Spokespeople for Columbia, Cornell and Emory Universities and the Georgia Institute of Technology declined to comment; a spokesman for the University of Pennsylvania did not respond to inquiries. Stanford University, which in 2012 opened a joint research institute at Peking at a cost of $7 million and which has hosted Xia as a visiting scholar, issued a statement that declined to pass judgment on the facts of the case.
"It goes without saying that Stanford does not believe an instructor should be terminated due to his or her political views," the statement reads. "We also defend the right, indeed the duty, of an institution not to extend the contracts of instructors whose teaching is found to be substandard. As a matter of practice, Stanford does not take institutional positions on academic decisions made at other universities, and given the conflicting accounts of the facts in this particular case, it would be irresponsible to do so."

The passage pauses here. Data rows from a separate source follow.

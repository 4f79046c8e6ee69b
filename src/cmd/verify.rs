//! Verify command CLI handler.

use super::runtime;
use crate::config::SeederYamlConfig;
use crate::loader;
use crate::verify;
use anyhow::Context;

pub fn run(config: SeederYamlConfig, children: Option<usize>, json: bool) -> anyhow::Result<()> {
    let pg_config = config.database.to_pg_config()?;

    let rt = runtime()?;
    let summary = rt
        .block_on(async {
            let client = loader::connect(&pg_config).await?;
            verify::verify(&client, &config.schema, children).await
        })
        .context("verification query failed")?;

    if json {
        println!("{}", serde_json::to_string_pretty(&summary)?);
    } else {
        eprintln!("Verification summary:");
        eprint!("{}", summary);
        eprintln!();
        if summary.is_consistent() {
            eprintln!("Result: PASSED");
        } else {
            eprintln!("Result: FAILED");
        }
    }

    if !summary.is_consistent() {
        std::process::exit(1);
    }

    Ok(())
}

The University of Michigan, which runs a joint institute for translational and clinical research with the Peking University Health Science Center, said in a statement that while they do not know the full reasons for Xia's dismissal, "we do as an institution fully support academic freedom and believe that the strengthening of this concept within Chinese universities would be beneficial for all. The University of Michigan also continues to believe that our own engagement with China is one means to further this goal, as well as to help our own students more fully understand China."
The University of Virginia, which has student exchanges with Peking and which runs a joint research institute in collaboration with Peking and the Hong Kong University of Science and Technology, stands out in expressing disappointment in the dismissal of Xia while also affirming the value of exchange.
“The University of Virginia is disappointed that Professor Xia has been dismissed from his post at Peking University. While we do not have complete context surrounding this decision, it appears through media reports and other communications that Professor Xia’s outspokenness and intellectual views played a role. This is unfortunate, because diversity of thought, freedom of expression, and unencumbered debate of ideas are critically important components of higher education."
Virginia's statement goes on to say that the university "also believes that the engagement between Western higher education and universities in China contributes to an intellectual discourse that helps everyone involved to grow.”